• Data:
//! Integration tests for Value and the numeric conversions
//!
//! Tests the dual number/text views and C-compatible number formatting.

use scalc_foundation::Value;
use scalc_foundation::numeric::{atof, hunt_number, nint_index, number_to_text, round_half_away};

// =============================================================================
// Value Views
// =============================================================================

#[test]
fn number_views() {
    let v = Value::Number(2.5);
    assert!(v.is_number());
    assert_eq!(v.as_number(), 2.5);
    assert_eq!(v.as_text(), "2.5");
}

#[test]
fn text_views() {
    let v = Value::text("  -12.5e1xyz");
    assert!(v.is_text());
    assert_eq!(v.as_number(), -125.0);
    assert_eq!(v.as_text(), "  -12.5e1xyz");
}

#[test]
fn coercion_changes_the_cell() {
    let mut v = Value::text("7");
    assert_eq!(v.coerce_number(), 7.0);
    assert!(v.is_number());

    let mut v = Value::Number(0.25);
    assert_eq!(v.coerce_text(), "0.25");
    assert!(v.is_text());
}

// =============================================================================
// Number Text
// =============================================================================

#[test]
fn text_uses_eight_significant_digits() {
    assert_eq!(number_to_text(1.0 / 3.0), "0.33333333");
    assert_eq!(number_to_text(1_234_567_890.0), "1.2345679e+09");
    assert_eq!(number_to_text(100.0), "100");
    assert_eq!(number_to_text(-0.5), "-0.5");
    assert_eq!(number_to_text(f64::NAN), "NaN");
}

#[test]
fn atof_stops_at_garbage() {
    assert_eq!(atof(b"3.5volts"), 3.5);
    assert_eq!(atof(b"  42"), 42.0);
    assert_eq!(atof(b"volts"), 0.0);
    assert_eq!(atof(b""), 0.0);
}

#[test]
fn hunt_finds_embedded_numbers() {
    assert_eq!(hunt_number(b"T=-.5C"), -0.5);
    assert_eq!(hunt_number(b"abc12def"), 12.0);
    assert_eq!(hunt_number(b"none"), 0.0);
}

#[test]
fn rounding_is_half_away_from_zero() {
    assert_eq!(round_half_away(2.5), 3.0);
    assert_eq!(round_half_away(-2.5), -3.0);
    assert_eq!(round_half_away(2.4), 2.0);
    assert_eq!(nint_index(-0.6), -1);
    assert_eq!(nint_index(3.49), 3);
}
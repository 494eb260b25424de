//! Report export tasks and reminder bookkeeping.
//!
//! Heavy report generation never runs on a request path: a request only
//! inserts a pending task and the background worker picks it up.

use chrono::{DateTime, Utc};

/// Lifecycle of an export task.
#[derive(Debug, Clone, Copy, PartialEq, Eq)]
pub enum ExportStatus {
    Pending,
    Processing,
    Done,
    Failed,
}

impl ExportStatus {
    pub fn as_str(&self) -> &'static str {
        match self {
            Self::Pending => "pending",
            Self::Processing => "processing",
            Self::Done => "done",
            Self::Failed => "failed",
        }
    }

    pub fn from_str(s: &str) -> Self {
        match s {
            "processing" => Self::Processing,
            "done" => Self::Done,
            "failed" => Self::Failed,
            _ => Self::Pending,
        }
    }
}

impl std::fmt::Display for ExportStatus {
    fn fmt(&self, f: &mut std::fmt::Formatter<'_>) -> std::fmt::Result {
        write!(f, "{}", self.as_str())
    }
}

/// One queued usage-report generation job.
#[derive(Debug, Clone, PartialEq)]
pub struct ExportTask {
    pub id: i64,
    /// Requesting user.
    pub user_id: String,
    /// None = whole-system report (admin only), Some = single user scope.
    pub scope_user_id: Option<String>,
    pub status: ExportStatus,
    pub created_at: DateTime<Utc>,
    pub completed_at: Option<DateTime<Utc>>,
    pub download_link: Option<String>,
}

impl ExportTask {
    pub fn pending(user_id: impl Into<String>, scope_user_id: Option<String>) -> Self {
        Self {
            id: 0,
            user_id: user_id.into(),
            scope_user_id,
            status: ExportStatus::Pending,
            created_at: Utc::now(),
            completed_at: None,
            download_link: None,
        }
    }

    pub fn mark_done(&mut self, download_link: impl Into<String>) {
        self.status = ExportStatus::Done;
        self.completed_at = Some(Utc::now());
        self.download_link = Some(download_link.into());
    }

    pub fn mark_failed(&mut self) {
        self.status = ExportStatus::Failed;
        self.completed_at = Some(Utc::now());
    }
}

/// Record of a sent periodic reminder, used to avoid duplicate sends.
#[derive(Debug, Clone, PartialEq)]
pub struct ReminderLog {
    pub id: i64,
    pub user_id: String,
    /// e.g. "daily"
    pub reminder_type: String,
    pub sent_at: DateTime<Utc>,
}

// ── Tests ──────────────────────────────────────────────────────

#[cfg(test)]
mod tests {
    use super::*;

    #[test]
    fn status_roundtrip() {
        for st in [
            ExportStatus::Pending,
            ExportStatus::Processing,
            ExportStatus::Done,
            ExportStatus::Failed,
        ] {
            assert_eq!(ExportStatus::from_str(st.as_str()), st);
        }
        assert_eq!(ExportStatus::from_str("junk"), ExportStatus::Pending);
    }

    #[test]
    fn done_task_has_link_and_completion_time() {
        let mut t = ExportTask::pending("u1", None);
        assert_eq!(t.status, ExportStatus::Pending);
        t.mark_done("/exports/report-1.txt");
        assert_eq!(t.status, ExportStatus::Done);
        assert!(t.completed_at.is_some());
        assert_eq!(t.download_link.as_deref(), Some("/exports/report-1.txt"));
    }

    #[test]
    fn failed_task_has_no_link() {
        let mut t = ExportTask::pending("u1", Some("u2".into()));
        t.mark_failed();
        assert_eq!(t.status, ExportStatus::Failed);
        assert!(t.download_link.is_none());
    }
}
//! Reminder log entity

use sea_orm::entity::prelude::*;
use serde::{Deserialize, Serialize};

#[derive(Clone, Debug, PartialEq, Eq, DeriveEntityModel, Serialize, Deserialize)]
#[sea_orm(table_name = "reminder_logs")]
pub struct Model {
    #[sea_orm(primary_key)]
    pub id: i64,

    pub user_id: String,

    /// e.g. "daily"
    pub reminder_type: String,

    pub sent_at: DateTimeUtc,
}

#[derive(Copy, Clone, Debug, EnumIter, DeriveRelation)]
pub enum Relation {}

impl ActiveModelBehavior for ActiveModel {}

• What this task involves:
The records shown earlier should all be returned verbatim.

• Task solution:
//! Integration tests for Value and the numeric conversions
//!
//! Tests the dual number/text views and C-compatible number formatting.

use scalc_foundation::Value;
use scalc_foundation::numeric::{atof, hunt_number, nint_index, number_to_text, round_half_away};

// =============================================================================
// Value Views
// =============================================================================

#[test]
fn number_views() {
    let v = Value::Number(2.5);
    assert!(v.is_number());
    assert_eq!(v.as_number(), 2.5);
    assert_eq!(v.as_text(), "2.5");
}

#[test]
fn text_views() {
    let v = Value::text("  -12.5e1xyz");
    assert!(v.is_text());
    assert_eq!(v.as_number(), -125.0);
    assert_eq!(v.as_text(), "  -12.5e1xyz");
}

#[test]
fn coercion_changes_the_cell() {
    let mut v = Value::text("7");
    assert_eq!(v.coerce_number(), 7.0);
    assert!(v.is_number());

    let mut v = Value::Number(0.25);
    assert_eq!(v.coerce_text(), "0.25");
    assert!(v.is_text());
}

// =============================================================================
// Number Text
// =============================================================================

#[test]
fn text_uses_eight_significant_digits() {
    assert_eq!(number_to_text(1.0 / 3.0), "0.33333333");
    assert_eq!(number_to_text(1_234_567_890.0), "1.2345679e+09");
    assert_eq!(number_to_text(100.0), "100");
    assert_eq!(number_to_text(-0.5), "-0.5");
    assert_eq!(number_to_text(f64::NAN), "NaN");
}

#[test]
fn atof_stops_at_garbage() {
    assert_eq!(atof(b"3.5volts"), 3.5);
    assert_eq!(atof(b"  42"), 42.0);
    assert_eq!(atof(b"volts"), 0.0);
    assert_eq!(atof(b""), 0.0);
}

#[test]
fn hunt_finds_embedded_numbers() {
    assert_eq!(hunt_number(b"T=-.5C"), -0.5);
    assert_eq!(hunt_number(b"abc12def"), 12.0);
    assert_eq!(hunt_number(b"none"), 0.0);
}

#[test]
fn rounding_is_half_away_from_zero() {
    assert_eq!(round_half_away(2.5), 3.0);
    assert_eq!(round_half_away(-2.5), -3.0);
    assert_eq!(round_half_away(2.4), 2.0);
    assert_eq!(nint_index(-0.6), -1);
    assert_eq!(nint_index(3.49), 3);
}
repository 494eb260b25424de
//! Report export tasks and reminder bookkeeping.
//!
//! Heavy report generation never runs on a request path: a request only
//! inserts a pending task and the background worker picks it up.

use chrono::{DateTime, Utc};

/// Lifecycle of an export task.
#[derive(Debug, Clone, Copy, PartialEq, Eq)]
pub enum ExportStatus {
    Pending,
    Processing,
    Done,
    Failed,
}

impl ExportStatus {
    pub fn as_str(&self) -> &'static str {
        match self {
            Self::Pending => "pending",
            Self::Processing => "processing",
            Self::Done => "done",
            Self::Failed => "failed",
        }
    }

    pub fn from_str(s: &str) -> Self {
        match s {
            "processing" => Self::Processing,
            "done" => Self::Done,
            "failed" => Self::Failed,
            _ => Self::Pending,
        }
    }
}

impl std::fmt::Display for ExportStatus {
    fn fmt(&self, f: &mut std::fmt::Formatter<'_>) -> std::fmt::Result {
        write!(f, "{}", self.as_str())
    }
}

/// One queued usage-report generation job.
#[derive(Debug, Clone, PartialEq)]
pub struct ExportTask {
    pub id: i64,
    /// Requesting user.
    pub user_id: String,
    /// None = whole-system report (admin only), Some = single user scope.
    pub scope_user_id: Option<String>,
    pub status: ExportStatus,
    pub created_at: DateTime<Utc>,
    pub completed_at: Option<DateTime<Utc>>,
    pub download_link: Option<String>,
}

impl ExportTask {
    pub fn pending(user_id: impl Into<String>, scope_user_id: Option<String>) -> Self {
        Self {
            id: 0,
            user_id: user_id.into(),
            scope_user_id,
            status: ExportStatus::Pending,
            created_at: Utc::now(),
            completed_at: None,
            download_link: None,
        }
    }

    pub fn mark_done(&mut self, download_link: impl Into<String>) {
        self.status = ExportStatus::Done;
        self.completed_at = Some(Utc::now());
        self.download_link = Some(download_link.into());
    }

    pub fn mark_failed(&mut self) {
        self.status = ExportStatus::Failed;
        self.completed_at = Some(Utc::now());
    }
}

/// Record of a sent periodic reminder, used to avoid duplicate sends.
#[derive(Debug, Clone, PartialEq)]
pub struct ReminderLog {
    pub id: i64,
    pub user_id: String,
    /// e.g. "daily"
    pub reminder_type: String,
    pub sent_at: DateTime<Utc>,
}

// ── Tests ──────────────────────────────────────────────────────

#[cfg(test)]
mod tests {
    use super::*;

    #[test]
    fn status_roundtrip() {
        for st in [
            ExportStatus::Pending,
            ExportStatus::Processing,
            ExportStatus::Done,
            ExportStatus::Failed,
        ] {
            assert_eq!(ExportStatus::from_str(st.as_str()), st);
        }
        assert_eq!(ExportStatus::from_str("junk"), ExportStatus::Pending);
    }

    #[test]
    fn done_task_has_link_and_completion_time() {
        let mut t = ExportTask::pending("u1", None);
        assert_eq!(t.status, ExportStatus::Pending);
        t.mark_done("/exports/report-1.txt");
        assert_eq!(t.status, ExportStatus::Done);
        assert!(t.completed_at.is_some());
        assert_eq!(t.download_link.as_deref(), Some("/exports/report-1.txt"));
    }

    #[test]
    fn failed_task_has_no_link() {
        let mut t = ExportTask::pending("u1", Some("u2".into()));
        t.mark_failed();
        assert_eq!(t.status, ExportStatus::Failed);
        assert!(t.download_link.is_none());
    }
}
//! Reminder log entity

use sea_orm::entity::prelude::*;
use serde::{Deserialize, Serialize};

#[derive(Clone, Debug, PartialEq, Eq, DeriveEntityModel, Serialize, Deserialize)]
#[sea_orm(table_name = "reminder_logs")]
pub struct Model {
    #[sea_orm(primary_key)]
    pub id: i64,

    pub user_id: String,

    /// e.g. "daily"
    pub reminder_type: String,

    pub sent_at: DateTimeUtc,
}

#[derive(Copy, Clone, Debug, EnumIter, DeriveRelation)]
pub enum Relation {}

impl ActiveModelBehavior for ActiveModel {}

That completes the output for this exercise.